Bruno Wolff III <bruno@wolff.to> writes:
> However I am wondering about my use of [[:graph:]] to match characters
> that have glyphs. I was not expecting there to be characters that have
> glyphs to not be in the graph class. In the short term I might want to
> change the way I am testing that.
[ looks into code... ] The [[:foo:]] notations only work up to Unicode
code point U+7FF at the moment, per this comment in regc_pg_locale.c:
* Decide how many character codes we ought to look through. For C locale
* there's no need to go further than 127. Otherwise, if the encoding is
* UTF8 go up to 0x7FF, which is a pretty arbitrary cutoff but we cannot
* extend it as far as we'd like (say, 0xFFFF, the end of the Basic
* Multilingual Plane) without creating significant performance issues due
* to too many characters being fed through the colormap code. This will
* need redesign to fix reasonably, but at least for the moment we have
* all common European languages covered.

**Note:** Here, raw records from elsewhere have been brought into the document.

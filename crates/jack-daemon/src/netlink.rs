// Copyright (C) 2025 Joseph Sacchini
//
// This program is free software: you can redistribute it and/or modify it under
// the terms of the GNU Affero General Public License as published by the Free
// Software Foundation, version 3.
//
// This program is distributed in the hope that it will be useful, but WITHOUT
// ANY WARRANTY; without even the implied warranty of MERCHANTABILITY or FITNESS
// FOR A PARTICULAR PURPOSE. See the GNU Affero General Public License for more
// details.
//
// You should have received a copy of the GNU Affero General Public License
// along with this program. If not, see <https://www.gnu.org/licenses/>.

//! Netlink reconciler: apply interfaces and routes to the
//! kernel, capture/restore snapshots.
//!
//! Interfaces are applied in dependency order — physical, then vlan, then
//! bridge. WireGuard interfaces are deliberately excluded from this list:
//! WireGuard peer configuration is performed by the wireguard
//! provider plugin, not this module; the reconciler only needs to know
//! which interface names are WireGuard-kind so the apply pipeline can hand
//! them to that plugin (see `pipeline::apply`).

use std::collections::BTreeMap;
use std::future::Future;

use jack_types::{Interface, InterfaceType, Protocol, Route};
use thiserror::Error;
use tracing::{debug, info, warn};

use jack_types::checkpoint::{InterfaceSnapshot, RouteSnapshot, SystemSnapshot};

#[derive(Debug, Error)]
pub enum NetlinkError {
    #[error("interface {0} not found in kernel")]
    InterfaceNotFound(String),

    #[error("bridge port {port} (for bridge {bridge}) not found in kernel")]
    BridgePortNotFound { bridge: String, port: String },

    #[error("vlan parent {parent} (for vlan {vlan}) not found in kernel")]
    VlanParentNotFound { vlan: String, parent: String },

    #[error("netlink request failed: {0}")]
    Netlink(String),

    #[error("address parse error: {0}")]
    AddrParse(String),

    #[error("io error: {0}")]
    Io(#[from] std::io::Error),
}

/// Abstraction over kernel interaction so the reconciler's ordering and
/// idempotence logic can be exercised without a real kernel, covering
/// every interface kind plus routes and snapshots.
pub trait Platform: Send + Sync {
    fn link_exists(&self, name: &str) -> impl Future<Output = Result<bool, NetlinkError>> + Send;

    fn ensure_bridge(&self, name: &str) -> impl Future<Output = Result<(), NetlinkError>> + Send;

    fn ensure_vlan(
        &self,
        name: &str,
        parent: &str,
        vlan_id: u16,
    ) -> impl Future<Output = Result<(), NetlinkError>> + Send;

    fn set_master(
        &self,
        port: &str,
        bridge: Option<&str>,
    ) -> impl Future<Output = Result<(), NetlinkError>> + Send;

    /// Names of the links currently enslaved to `bridge` in the kernel,
    /// regardless of what the committed config says — `apply_bridge` diffs
    /// this against the configured port list to release stale members.
    fn bridge_members(&self, bridge: &str) -> impl Future<Output = Result<Vec<String>, NetlinkError>> + Send;

    /// Apply MTU, MAC, addresses, and up/down state, skipping attributes
    /// that already match the kernel.
    fn apply_link_attrs(
        &self,
        name: &str,
        iface: &Interface,
    ) -> impl Future<Output = Result<(), NetlinkError>> + Send;

    fn spawn_dhcp_client(&self, name: &str) -> impl Future<Output = Result<(), NetlinkError>> + Send;

    fn apply_route(&self, route: &Route) -> impl Future<Output = Result<(), NetlinkError>> + Send;

    fn delete_route(&self, route: &Route) -> impl Future<Output = Result<(), NetlinkError>> + Send;

    fn enable_ipv4_forwarding(&self) -> impl Future<Output = Result<(), NetlinkError>> + Send;

    /// Current state of `/proc/sys/net/ipv4/ip_forward`, surfaced in `info`
    ///.
    fn ipv4_forwarding_enabled(&self) -> impl Future<Output = Result<bool, NetlinkError>> + Send;

    fn capture_snapshot(&self) -> impl Future<Output = Result<SystemSnapshot, NetlinkError>> + Send;

    fn restore_snapshot(
        &self,
        snapshot: &SystemSnapshot,
        scopes: &[&str],
    ) -> impl Future<Output = Result<(), NetlinkError>> + Send;

    /// Enumerate kernel links for first-run auto-detection: every link the kernel knows about, regardless of whether any
    /// configured interface references it.
    fn list_candidate_links(&self) -> impl Future<Output = Result<Vec<DetectedLink>, NetlinkError>> + Send;
}
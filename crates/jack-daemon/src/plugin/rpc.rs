// Copyright (C) 2025 Joseph Sacchini
//
// This program is free software: you can redistribute it and/or modify it under
// the terms of the GNU Affero General Public License as published by the Free
// Software Foundation, version 3.
//
// This program is distributed in the hope that it will be useful, but WITHOUT
// ANY WARRANTY; without even the implied warranty of MERCHANTABILITY or FITNESS
// FOR A PARTICULAR PURPOSE. See the GNU Affero General Public License for more
// details.
//
// You should have received a copy of the GNU Affero General Public License
// along with this program. If not, see <https://www.gnu.org/licenses/>.

//! The plugin RPC transport: one JSON object per line over the
//! child's stdin/stdout, multiplexed by request id. A reader task owns the
//! read half and demuxes replies to pending callers by id; callers hold only
//! a cloneable handle into a shared map of outstanding calls.

use std::collections::HashMap;
use std::sync::Arc;
use std::sync::atomic::{AtomicU64, Ordering};

use jack_types::{RpcEnvelope, RpcReply, RpcRequest};
use thiserror::Error;
use tokio::io::{AsyncWrite, AsyncWriteExt, BufReader};
use tokio::sync::{Mutex, oneshot};
use tokio::time::{Duration, timeout};
use tracing::{debug, warn};

use crate::framing::{self, FramingError};

#[derive(Debug, Error)]
pub enum RpcError {
    #[error("transport error: {0}")]
    Transport(#[from] FramingError),

    #[error("call deadline exceeded")]
    DeadlineExceeded,

    #[error("plugin returned an error: {0}")]
    Remote(String),

    #[error("rpc channel closed")]
    Closed,
}

type PendingMap = Mutex<HashMap<u64, oneshot::Sender<RpcReply>>>;

/// A handle to one plugin's RPC transport. Cloning shares the same pending
/// table and writer; the underlying child process and reader task are owned
/// by the [`super::process::PluginProcess`] that created this client.
#[derive(Clone)]
pub struct RpcClient {
    next_id: Arc<AtomicU64>,
    pending: Arc<PendingMap>,
    writer: Arc<Mutex<Box<dyn AsyncWrite + Send + Unpin>>>,
}

impl RpcClient {
    /// Build a client around a writer half and spawn the reader task that
    /// demultiplexes replies from `reader` by id for as long as the
    /// transport stays open.
    pub fn spawn<R, W>(reader: R, writer: W) -> Self
    where
        R: tokio::io::AsyncRead + Send + Unpin + 'static,
        W: AsyncWrite + Send + Unpin + 'static,
    {
        let pending: Arc<PendingMap> = Arc::new(Mutex::new(HashMap::new()));
        let client = Self {
            next_id: Arc::new(AtomicU64::new(1)),
            pending: pending.clone(),
            writer: Arc::new(Mutex::new(Box::new(writer))),
        };

        tokio::spawn(Self::reader_loop(BufReader::new(reader), pending));
        client
    }

    async fn reader_loop<R>(mut reader: BufReader<R>, pending: Arc<PendingMap>)
    where
        R: tokio::io::AsyncRead + Unpin,
    {
        loop {
            let reply: RpcReply = match framing::read_frame(&mut reader).await {
                Ok(reply) => reply,
                Err(FramingError::Closed) => {
                    debug!("plugin rpc transport closed");
                    break;
                }
                Err(e) => {
                    warn!(error = %e, "plugin rpc transport read error");
                    break;
                }
            };
            if let Some(tx) = pending.lock().await.remove(&reply.id) {
                let _ = tx.send(reply);
            }
        }
        // Any calls still pending when the transport dies are dropped;
        // their `oneshot::Receiver` will observe a closed channel.
        pending.lock().await.clear();
    }

    /// Issue `request` and wait up to `deadline` for a reply. Each of the
    /// seven RPC methods (plus the handshake) goes through this one path.
    pub async fn call(&self, request: RpcRequest, deadline: Duration) -> Result<serde_json::Value, RpcError> {
        let id = self.next_id.fetch_add(1, Ordering::Relaxed);
        let (tx, rx) = oneshot::channel();
        self.pending.lock().await.insert(id, tx);

        let envelope = RpcEnvelope { id, request };
        {
            let mut writer = self.writer.lock().await;
            if let Err(e) = framing::write_frame(&mut *writer, &envelope).await {
                self.pending.lock().await.remove(&id);
                return Err(e.into());
            }
        }

        match timeout(deadline, rx).await {
            Ok(Ok(reply)) => reply.into_result().map_err(RpcError::Remote),
            Ok(Err(_)) => Err(RpcError::Closed),
            Err(_) => {
                self.pending.lock().await.remove(&id);
                Err(RpcError::DeadlineExceeded)
            }
        }
    }

    /// Shut down the write half, closing the plugin's stdin regardless of
    /// how many other clones of this client are still held elsewhere (the
    /// registry's `PluginHandle`, any emitter subscriber) — unlike dropping
    /// a clone, this reaches the underlying pipe directly.
    pub async fn close_write(&self) {
        let mut writer = self.writer.lock().await;
        let _ = writer.shutdown().await;
    }
}
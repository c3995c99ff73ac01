// Copyright (C) 2025 Joseph Sacchini
//
// This program is free software: you can redistribute it and/or modify it under
// the terms of the GNU Affero General Public License as published by the Free
// Software Foundation, version 3.
//
// This program is distributed in the hope that it will be useful, but WITHOUT
// ANY WARRANTY; without even the implied warranty of MERCHANTABILITY or FITNESS
// FOR A PARTICULAR PURPOSE. See the GNU Affero General Public License for more
// details.
//
// You should have received a copy of the GNU Affero General Public License
// along with this program. If not, see <https://www.gnu.org/licenses/>.

//! Boot and auto-detection: on first run, with no
//! `interfaces.json` on disk, pick a WAN candidate out of the kernel's link
//! table and synthesize a minimal configuration rather than refusing to
//! start.

use std::collections::BTreeMap;

use jack_types::{Interface, InterfaceType, Protocol};
use serde_json::Value;
use tracing::info;

use crate::error::JackError;
use crate::netlink::{DetectedLink, NetlinkError, Platform};
use crate::persist::{self, Paths};

/// Kernel name prefixes that mark a link as virtual, never a WAN/LAN
/// candidate.
const VIRTUAL_NAME_PREFIXES: &[&str] = &["br", "veth", "docker", "tun", "dummy", "virbr", "lo"];

fn looks_virtual(link: &DetectedLink) -> bool {
    if link.is_loopback {
        return true;
    }
    VIRTUAL_NAME_PREFIXES
        .iter()
        .any(|prefix| link.name.starts_with(prefix))
}

/// Run first-run auto-detection if `$JACK_CONFIG_DIR/interfaces.json` is
/// absent, persisting a synthesized document and returning it. Returns
/// `Ok(None)` when `interfaces.json` already exists (auto-detect does not
/// run).
pub async fn first_run<P: Platform>(platform: &P, paths: &Paths) -> Result<Option<Value>, JackError> {
    if persist::load_json(&paths.interfaces_json()).await?.is_some() {
        return Ok(None);
    }

    info!("no interfaces.json found, running first-run auto-detection");
    let links = platform.list_candidate_links().await.map_err(kernel_error)?;
    let wan_name = choose_wan(&links)?;
    let wan_link = links.iter().find(|l| l.name == wan_name).expect("choose_wan returns a listed name");

    let interface = synthesize_interface(wan_link);
    let mut interfaces = BTreeMap::new();
    interfaces.insert(wan_name.clone(), interface);

    let document = serde_json::to_value(&interfaces).expect("interface map always serializes");
    persist::save_json(&paths.interfaces_json(), &document).await?;
    info!(interface = %wan_name, "synthesized interfaces.json from auto-detection");

    Ok(Some(document))
}

/// Prefer the interface carrying a default route; else the
/// first (lexicographic) interface with an assigned IP; else the first
/// lexicographic physical candidate. Fails if no candidate exists at all.
fn choose_wan(links: &[DetectedLink]) -> Result<String, JackError> {
    let mut candidates: Vec<&DetectedLink> = links.iter().filter(|l| !looks_virtual(l)).collect();
    candidates.sort_by(|a, b| a.name.cmp(&b.name));

    if let Some(link) = candidates.iter().find(|l| l.has_default_route) {
        return Ok(link.name.clone());
    }
    if let Some(link) = candidates.iter().find(|l| l.ipaddr.is_some()) {
        return Ok(link.name.clone());
    }
    candidates
        .first()
        .map(|l| l.name.clone())
        .ok_or_else(|| JackError::Kernel {
            target: "boot auto-detect".to_string(),
            reason: "no physical interface candidates found in kernel link table".to_string(),
        })
}

/// Preserve any currently-assigned IP by choosing `protocol=static` with
/// that IP; otherwise fall back to DHCP.
fn synthesize_interface(link: &DetectedLink) -> Interface {
    let (protocol, ipaddr, netmask) = match (&link.ipaddr, &link.netmask) {
        (Some(ip), Some(mask)) => (Protocol::Static, ip.clone(), mask.clone()),
        _ => (Protocol::Dhcp, String::new(), String::new()),
    };

    Interface {
        kind: InterfaceType::Physical,
        device: link.name.clone(),
        device_name: None,
        protocol,
        enabled: true,
        ipaddr,
        netmask,
        gateway: String::new(),
        mtu: None,
        mac: None,
        bridge_ports: Vec::new(),
        vlan_id: None,
        wg_private_key: None,
        wg_listen_port: None,
        wg_peers: Vec::new(),
        ipv6: None,
        comment: Some("synthesized by first-run auto-detection".to_string()),
    }
}

fn kernel_error(e: NetlinkError) -> JackError {
    JackError::Kernel {
        target: "boot auto-detect".to_string(),
        reason: e.to_string(),
    }
}

#[cfg(test)]
mod tests {
    use super::*;

    fn link(name: &str, loopback: bool, default_route: bool, ip: Option<&str>) -> DetectedLink {
        DetectedLink {
            name: name.to_string(),
            is_loopback: loopback,
            has_default_route: default_route,
            ipaddr: ip.map(|s| s.to_string()),
            netmask: ip.map(|_| "255.255.255.0".to_string()),
        }
    }

    #[test]
    fn filters_loopback_and_virtual_prefixes() {
        let links = vec![
            link("lo", true, false, None),
            link("br-docker0", false, false, None),
            link("veth123abc", false, false, None),
            link("eth0", false, false, Some("10.0.0.5")),
        ];
        assert_eq!(choose_wan(&links).unwrap(), "eth0");
    }

    #[test]
    fn prefers_default_route_owner() {
        let links = vec![
            link("eth0", false, false, Some("10.0.0.5")),
            link("eth1", false, true, None),
        ];
        assert_eq!(choose_wan(&links).unwrap(), "eth1");
    }

    #[test]
    fn falls_back_to_interface_with_ip_when_no_default_route() {
        let links = vec![
            link("eth1", false, false, None),
            link("eth0", false, false, Some("10.0.0.5")),
        ];
        assert_eq!(choose_wan(&links).unwrap(), "eth0");
    }

    #[test]
    fn falls_back_to_lexicographic_first_physical() {
        let links = vec![link("eth1", false, false, None), link("eth0", false, false, None)];
        assert_eq!(choose_wan(&links).unwrap(), "eth0");
    }

    #[test]
    fn no_candidates_fails() {
        let links = vec![link("lo", true, false, None)];
        assert!(choose_wan(&links).is_err());
    }

    #[tokio::test]
    async fn synthesizes_static_interface_preserving_assigned_ip() {
        use crate::netlink::mock::MockPlatform;

        let dir = tempfile::tempdir().unwrap();
        let paths = Paths {
            config_dir: dir.path().to_path_buf(),
            socket_path: dir.path().join("jack.sock"),
        };
        let platform = MockPlatform::with_candidate_links(vec![link("eth0", false, true, Some("192.168.1.20"))]);

        let document = first_run(&platform, &paths).await.unwrap().expect("ran auto-detection");
        assert_eq!(document["eth0"]["protocol"], "static");
        assert_eq!(document["eth0"]["ipaddr"], "192.168.1.20");

        // Second call is a no-op since interfaces.json now exists.
        assert!(first_run(&platform, &paths).await.unwrap().is_none());
    }

    #[tokio::test]
    async fn synthesizes_dhcp_interface_without_assigned_ip() {
        use crate::netlink::mock::MockPlatform;

        let dir = tempfile::tempdir().unwrap();
        let paths = Paths {
            config_dir: dir.path().to_path_buf(),
            socket_path: dir.path().join("jack.sock"),
        };
        let platform = MockPlatform::with_candidate_links(vec![link("eth0", false, false, None)]);

        let document = first_run(&platform, &paths).await.unwrap().expect("ran auto-detection");
        assert_eq!(document["eth0"]["protocol"], "dhcp");
    }
}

Otherwise (not C, not UTF8) go
* up to 255. These limits are interrelated with restrictions discussed
* at the head of this file.
Unfortunately, these particular characters are U+2013 and U+2014 so you
lose.
Obviously there's room for improvement here, but so far nobody's been
motivated to work on it. Last discussion about it (AFAIR) was this
thread:
https://www.postgresql.org/message-id/flat/24241.1329347196%40sss.pgh.pa.us
I'm not sure if any of the subsequent work on the regex engine would
make it any easier to fix than it seemed at the time.
regards, tom lane